### Work request
Those lines of the material below that fall between its first line and the line with "#[derive(Debug, Parser)]", both included, are to be repeated exactly.

### Excerpted data
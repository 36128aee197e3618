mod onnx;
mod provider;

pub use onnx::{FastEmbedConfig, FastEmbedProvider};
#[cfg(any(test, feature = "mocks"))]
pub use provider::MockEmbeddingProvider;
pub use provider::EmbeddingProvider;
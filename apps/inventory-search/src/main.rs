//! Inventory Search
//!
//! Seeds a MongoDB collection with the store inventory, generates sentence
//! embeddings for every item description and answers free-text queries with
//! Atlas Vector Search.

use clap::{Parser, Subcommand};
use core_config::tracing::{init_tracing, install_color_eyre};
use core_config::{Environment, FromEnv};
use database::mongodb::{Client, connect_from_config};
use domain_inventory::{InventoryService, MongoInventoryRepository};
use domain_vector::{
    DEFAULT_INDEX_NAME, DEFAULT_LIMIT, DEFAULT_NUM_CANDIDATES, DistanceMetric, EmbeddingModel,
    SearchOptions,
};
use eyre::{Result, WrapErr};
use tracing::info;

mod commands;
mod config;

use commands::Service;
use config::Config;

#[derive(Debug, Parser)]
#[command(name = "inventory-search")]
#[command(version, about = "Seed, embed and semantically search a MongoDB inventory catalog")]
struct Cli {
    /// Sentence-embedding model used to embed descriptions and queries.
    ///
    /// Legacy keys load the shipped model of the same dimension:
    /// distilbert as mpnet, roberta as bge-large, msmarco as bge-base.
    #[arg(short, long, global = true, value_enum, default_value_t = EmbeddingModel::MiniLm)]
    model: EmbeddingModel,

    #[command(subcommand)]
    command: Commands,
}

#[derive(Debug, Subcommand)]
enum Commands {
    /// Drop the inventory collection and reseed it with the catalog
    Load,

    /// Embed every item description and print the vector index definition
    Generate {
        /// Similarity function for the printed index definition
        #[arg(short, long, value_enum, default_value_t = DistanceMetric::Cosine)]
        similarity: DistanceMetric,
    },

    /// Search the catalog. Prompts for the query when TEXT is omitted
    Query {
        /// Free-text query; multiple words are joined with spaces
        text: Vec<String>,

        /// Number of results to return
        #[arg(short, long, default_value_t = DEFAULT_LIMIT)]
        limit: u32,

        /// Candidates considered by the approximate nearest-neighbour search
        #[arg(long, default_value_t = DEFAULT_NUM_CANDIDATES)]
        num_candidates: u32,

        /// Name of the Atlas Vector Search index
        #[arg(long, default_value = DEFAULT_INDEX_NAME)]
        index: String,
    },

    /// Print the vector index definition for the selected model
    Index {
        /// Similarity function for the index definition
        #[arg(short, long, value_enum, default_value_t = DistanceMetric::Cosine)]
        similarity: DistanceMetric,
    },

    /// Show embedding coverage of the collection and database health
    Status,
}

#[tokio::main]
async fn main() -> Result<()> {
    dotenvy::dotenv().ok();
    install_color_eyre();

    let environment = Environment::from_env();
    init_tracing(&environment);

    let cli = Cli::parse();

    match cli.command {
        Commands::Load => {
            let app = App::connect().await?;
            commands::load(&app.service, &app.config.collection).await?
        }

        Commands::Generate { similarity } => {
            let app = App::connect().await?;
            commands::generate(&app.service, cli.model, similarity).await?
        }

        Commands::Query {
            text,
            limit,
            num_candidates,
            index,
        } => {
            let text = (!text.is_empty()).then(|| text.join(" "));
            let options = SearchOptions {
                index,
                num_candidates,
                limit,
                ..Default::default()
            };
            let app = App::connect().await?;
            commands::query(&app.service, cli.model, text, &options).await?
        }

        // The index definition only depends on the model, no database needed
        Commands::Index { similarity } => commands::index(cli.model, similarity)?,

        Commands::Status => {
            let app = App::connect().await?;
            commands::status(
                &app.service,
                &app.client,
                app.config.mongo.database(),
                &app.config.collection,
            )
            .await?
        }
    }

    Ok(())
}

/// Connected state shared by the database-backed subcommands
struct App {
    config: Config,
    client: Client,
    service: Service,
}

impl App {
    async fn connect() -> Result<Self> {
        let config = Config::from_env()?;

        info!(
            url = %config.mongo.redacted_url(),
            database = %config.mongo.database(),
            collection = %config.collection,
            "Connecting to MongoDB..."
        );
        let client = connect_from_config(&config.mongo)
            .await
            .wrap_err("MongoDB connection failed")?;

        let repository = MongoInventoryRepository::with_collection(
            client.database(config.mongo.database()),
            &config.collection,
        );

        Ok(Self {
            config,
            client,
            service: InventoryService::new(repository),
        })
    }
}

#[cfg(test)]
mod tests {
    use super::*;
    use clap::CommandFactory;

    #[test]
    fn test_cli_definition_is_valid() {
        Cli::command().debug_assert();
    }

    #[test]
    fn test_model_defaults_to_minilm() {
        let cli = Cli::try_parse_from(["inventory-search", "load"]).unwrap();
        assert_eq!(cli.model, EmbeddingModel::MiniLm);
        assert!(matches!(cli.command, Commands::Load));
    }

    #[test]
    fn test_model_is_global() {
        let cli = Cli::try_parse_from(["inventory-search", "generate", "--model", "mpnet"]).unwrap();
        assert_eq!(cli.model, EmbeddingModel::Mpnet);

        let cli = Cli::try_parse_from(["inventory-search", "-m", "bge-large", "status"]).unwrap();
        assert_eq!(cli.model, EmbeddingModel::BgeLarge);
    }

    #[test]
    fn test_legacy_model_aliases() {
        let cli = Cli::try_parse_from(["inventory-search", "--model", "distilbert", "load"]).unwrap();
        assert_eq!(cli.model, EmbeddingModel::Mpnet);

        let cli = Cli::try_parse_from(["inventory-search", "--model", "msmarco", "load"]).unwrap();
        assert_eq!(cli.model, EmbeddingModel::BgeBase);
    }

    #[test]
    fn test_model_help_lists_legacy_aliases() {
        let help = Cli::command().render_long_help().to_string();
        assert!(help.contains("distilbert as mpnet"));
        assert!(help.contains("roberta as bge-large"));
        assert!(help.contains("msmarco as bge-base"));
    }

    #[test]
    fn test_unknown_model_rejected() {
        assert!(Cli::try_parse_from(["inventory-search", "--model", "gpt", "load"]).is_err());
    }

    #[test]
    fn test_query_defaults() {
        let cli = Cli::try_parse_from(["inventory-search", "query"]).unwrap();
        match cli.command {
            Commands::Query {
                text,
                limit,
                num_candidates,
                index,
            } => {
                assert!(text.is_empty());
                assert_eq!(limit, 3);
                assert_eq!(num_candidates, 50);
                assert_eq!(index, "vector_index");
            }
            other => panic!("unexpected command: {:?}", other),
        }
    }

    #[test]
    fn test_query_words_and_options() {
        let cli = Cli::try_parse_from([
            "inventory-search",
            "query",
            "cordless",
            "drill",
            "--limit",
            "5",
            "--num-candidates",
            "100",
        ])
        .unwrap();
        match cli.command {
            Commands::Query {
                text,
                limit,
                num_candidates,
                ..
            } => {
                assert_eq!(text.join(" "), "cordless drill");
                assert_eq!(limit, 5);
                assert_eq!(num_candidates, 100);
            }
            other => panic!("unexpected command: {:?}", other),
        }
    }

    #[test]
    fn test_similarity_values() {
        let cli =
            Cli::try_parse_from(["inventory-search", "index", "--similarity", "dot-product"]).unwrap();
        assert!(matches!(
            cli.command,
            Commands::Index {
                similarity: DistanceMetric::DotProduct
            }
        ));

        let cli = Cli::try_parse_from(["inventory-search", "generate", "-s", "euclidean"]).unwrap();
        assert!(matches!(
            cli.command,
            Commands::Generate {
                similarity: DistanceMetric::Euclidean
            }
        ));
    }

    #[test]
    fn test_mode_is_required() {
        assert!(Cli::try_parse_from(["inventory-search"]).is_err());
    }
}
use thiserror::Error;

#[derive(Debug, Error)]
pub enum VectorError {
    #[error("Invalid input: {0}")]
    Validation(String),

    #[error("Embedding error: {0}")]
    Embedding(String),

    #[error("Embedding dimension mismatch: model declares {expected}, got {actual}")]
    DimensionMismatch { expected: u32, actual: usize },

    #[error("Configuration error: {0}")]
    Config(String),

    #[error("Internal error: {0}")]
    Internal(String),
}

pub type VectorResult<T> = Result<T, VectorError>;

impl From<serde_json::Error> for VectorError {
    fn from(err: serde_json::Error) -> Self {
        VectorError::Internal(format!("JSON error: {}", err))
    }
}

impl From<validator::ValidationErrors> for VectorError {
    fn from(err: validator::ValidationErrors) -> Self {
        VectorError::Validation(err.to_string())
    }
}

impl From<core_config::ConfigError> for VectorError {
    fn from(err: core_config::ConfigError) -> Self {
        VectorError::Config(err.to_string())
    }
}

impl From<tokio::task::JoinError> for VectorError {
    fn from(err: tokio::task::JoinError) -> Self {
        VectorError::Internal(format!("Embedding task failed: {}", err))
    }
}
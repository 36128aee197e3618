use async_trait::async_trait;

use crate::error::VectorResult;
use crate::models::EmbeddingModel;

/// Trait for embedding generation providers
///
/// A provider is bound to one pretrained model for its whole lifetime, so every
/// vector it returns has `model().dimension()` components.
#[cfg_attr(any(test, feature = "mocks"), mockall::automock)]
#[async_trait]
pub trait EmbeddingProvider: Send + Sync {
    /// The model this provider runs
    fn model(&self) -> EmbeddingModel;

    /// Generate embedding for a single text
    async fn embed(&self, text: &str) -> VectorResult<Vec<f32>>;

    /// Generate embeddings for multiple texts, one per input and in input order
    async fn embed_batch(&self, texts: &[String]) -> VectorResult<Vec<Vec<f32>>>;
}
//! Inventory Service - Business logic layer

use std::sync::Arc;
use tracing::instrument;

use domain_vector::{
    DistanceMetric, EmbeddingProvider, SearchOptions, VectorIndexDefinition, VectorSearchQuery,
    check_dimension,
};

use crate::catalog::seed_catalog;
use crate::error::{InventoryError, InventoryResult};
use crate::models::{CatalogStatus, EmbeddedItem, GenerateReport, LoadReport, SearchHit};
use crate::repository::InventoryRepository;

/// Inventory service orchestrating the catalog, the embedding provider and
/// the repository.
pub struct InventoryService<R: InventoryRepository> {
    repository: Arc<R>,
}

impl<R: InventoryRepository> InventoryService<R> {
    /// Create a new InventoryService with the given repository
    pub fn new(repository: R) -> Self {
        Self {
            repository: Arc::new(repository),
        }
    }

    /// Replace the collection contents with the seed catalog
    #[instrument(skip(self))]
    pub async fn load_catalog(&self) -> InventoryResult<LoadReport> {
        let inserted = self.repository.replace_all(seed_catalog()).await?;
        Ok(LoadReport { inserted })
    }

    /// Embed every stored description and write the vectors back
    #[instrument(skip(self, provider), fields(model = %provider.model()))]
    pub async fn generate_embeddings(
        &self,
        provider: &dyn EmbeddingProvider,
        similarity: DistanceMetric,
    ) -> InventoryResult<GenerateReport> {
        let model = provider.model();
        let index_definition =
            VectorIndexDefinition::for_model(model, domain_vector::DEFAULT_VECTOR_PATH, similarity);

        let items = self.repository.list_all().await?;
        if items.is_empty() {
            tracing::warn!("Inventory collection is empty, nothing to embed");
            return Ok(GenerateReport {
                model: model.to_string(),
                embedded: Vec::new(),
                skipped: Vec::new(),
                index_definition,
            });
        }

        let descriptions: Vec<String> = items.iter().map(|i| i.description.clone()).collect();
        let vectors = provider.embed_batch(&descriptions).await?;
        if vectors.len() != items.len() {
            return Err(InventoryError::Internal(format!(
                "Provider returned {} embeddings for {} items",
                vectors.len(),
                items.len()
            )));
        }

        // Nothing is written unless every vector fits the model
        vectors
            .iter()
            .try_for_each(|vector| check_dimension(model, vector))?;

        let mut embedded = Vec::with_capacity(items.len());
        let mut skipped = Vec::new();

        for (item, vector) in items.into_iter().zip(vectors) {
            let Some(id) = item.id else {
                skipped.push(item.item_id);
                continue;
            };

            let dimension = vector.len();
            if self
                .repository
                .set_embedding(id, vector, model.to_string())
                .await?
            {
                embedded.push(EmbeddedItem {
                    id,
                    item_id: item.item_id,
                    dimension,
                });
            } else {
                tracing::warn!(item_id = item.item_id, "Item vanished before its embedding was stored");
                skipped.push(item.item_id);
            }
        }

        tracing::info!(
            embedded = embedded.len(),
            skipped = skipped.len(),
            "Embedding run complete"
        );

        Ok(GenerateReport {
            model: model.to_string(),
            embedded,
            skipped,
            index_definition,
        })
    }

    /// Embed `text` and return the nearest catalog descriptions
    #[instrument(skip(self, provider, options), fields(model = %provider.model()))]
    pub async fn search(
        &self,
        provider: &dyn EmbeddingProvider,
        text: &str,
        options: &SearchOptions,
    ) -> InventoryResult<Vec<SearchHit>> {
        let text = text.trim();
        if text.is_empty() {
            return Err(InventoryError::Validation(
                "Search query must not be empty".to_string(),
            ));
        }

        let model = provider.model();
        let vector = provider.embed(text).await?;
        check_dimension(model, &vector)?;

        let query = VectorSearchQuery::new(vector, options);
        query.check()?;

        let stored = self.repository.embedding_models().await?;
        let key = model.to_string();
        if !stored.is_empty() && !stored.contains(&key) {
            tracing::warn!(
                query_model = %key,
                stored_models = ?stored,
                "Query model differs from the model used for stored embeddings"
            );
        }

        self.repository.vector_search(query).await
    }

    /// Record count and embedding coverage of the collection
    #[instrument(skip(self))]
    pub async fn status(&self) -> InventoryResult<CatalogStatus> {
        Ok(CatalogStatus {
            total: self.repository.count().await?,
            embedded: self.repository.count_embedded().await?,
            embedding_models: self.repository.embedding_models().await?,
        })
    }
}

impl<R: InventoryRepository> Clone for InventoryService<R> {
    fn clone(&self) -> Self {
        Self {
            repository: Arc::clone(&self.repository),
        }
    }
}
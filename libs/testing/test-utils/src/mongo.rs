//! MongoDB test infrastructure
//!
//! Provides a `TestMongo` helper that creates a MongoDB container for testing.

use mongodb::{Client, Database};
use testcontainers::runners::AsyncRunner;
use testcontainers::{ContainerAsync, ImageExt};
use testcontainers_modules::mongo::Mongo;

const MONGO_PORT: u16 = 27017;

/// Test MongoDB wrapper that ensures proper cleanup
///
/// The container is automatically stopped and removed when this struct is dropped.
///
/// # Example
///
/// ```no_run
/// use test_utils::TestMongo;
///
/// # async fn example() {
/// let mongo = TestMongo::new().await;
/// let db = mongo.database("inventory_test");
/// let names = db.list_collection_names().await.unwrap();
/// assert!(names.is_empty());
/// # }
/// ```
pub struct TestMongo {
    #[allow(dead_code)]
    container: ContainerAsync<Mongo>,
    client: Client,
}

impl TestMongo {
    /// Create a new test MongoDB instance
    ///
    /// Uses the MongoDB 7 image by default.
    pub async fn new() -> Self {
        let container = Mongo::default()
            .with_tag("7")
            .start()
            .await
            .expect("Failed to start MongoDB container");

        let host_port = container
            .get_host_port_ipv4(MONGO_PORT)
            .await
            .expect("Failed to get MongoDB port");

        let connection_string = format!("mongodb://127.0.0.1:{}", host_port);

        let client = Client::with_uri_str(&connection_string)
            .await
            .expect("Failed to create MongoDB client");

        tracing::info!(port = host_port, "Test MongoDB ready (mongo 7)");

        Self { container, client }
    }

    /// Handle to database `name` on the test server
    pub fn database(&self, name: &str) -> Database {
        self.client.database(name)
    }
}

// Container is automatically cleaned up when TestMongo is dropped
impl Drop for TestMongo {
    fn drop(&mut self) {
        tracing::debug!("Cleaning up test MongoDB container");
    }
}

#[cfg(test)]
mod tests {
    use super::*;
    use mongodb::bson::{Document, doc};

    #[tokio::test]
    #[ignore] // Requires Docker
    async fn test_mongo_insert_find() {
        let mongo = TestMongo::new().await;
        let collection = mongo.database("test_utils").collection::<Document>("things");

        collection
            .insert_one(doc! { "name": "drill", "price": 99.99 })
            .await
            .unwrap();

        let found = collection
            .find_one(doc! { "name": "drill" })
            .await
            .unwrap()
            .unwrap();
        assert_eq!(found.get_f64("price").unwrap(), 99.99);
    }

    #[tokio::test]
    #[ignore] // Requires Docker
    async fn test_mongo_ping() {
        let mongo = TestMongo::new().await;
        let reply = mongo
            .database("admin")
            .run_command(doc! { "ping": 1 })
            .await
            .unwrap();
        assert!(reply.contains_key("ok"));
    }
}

### Answer section
repository 36128aee197e3618
mod onnx;
mod provider;

pub use onnx::{FastEmbedConfig, FastEmbedProvider};
#[cfg(any(test, feature = "mocks"))]
pub use provider::MockEmbeddingProvider;
pub use provider::EmbeddingProvider;
filename apps/inventory-search/src/main.rs
//! Inventory Search
//!
//! Seeds a MongoDB collection with the store inventory, generates sentence
//! embeddings for every item description and answers free-text queries with
//! Atlas Vector Search.

use clap::{Parser, Subcommand};
use core_config::tracing::{init_tracing, install_color_eyre};
use core_config::{Environment, FromEnv};
use database::mongodb::{Client, connect_from_config};
use domain_inventory::{InventoryService, MongoInventoryRepository};
use domain_vector::{
    DEFAULT_INDEX_NAME, DEFAULT_LIMIT, DEFAULT_NUM_CANDIDATES, DistanceMetric, EmbeddingModel,
    SearchOptions,
};
use eyre::{Result, WrapErr};
use tracing::info;

mod commands;
mod config;

use commands::Service;
use config::Config;

#[derive(Debug, Parser)]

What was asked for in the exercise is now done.